The bonanza years of high oil prices during which Kashagan was supposed to sell its crude seem gone now. Since halving in the summer of 2014, oil prices have continued on a downward trend, picking up again only recently, rising to around $50/barrel. For many, that figure is below production costs at Kashagan.
But the government has shown an unwavering attitude towards resuming production before the end of 2016. Last year, then-Prime Minister Karim Massimov set a hard deadline for the beginning of 2017. Since then, official forecasts have drawn the start date closer and closer. Despite a weaker PR campaign compared to three years ago, the project is nonetheless officially operating as of October 12.
The re-start of Kashagan is important because it gives credibility to Kazakhstan’s oil sector. For the first time since independence, oil production had shrunk for two consecutive years in 2014 and 2015. Kashagan’s new oil could help Kazakhstan’s total production avoid another fall this year.
The government now hopes to push production up again. In a couple of years, at its peak, Kashagan will yield 370,000 barrels/day, according to the ministry. In a second phase – for which there is no timeline yet – the field could eventually yield around 1 million barrels/day. Eni, Shell, ExxonMobil, Total, CNPC, Inpex and Kazakhstan’s state-owned Kazmunaigas, which jointly own the project, hope that by then oil prices would have increased again. Unless the oil market changes course dramatically, however, the companies will have to wait a while before recovering their costs.

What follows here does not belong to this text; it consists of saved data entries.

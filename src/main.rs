//! Thin binary wrapper: logging setup plus the default viewer.
//!
//! Run:
//! - `RUST_LOG=info cargo run`
//!
//! Keys: `R` / `Space` regenerate, `Escape` quits.

use crossview::GeometryConfig;

fn main() -> anyhow::Result<()> {
    // Keep logging setup in the binary so the library remains unopinionated.
    env_logger::init();

    crossview::run_app(GeometryConfig::new(1.0))
}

If on the one hand oil companies have suffered from low oil prices, in Kazakhstan they were able to reap the benefits of an increasingly weaker tenge currency, which is now worth less than half than its value at the time of Kashagan’s false-start in 2013. This has contributed to lower costs for personnel and certain goods and services for the consortium at Kashagan and other companies in Kazakhstan’s western oil regions. Some local workers reacted to their lighter paychecks by staging peaceful strikes that the government appeased by handing out more contracts.
The government doesn’t want anything to get in the way of Kazakhstan’s return to the top league of oil producers with the re-start of Kashagan. If the project successfully makes it through the winter, Kazakhstan will finally be able to stop holding its breath.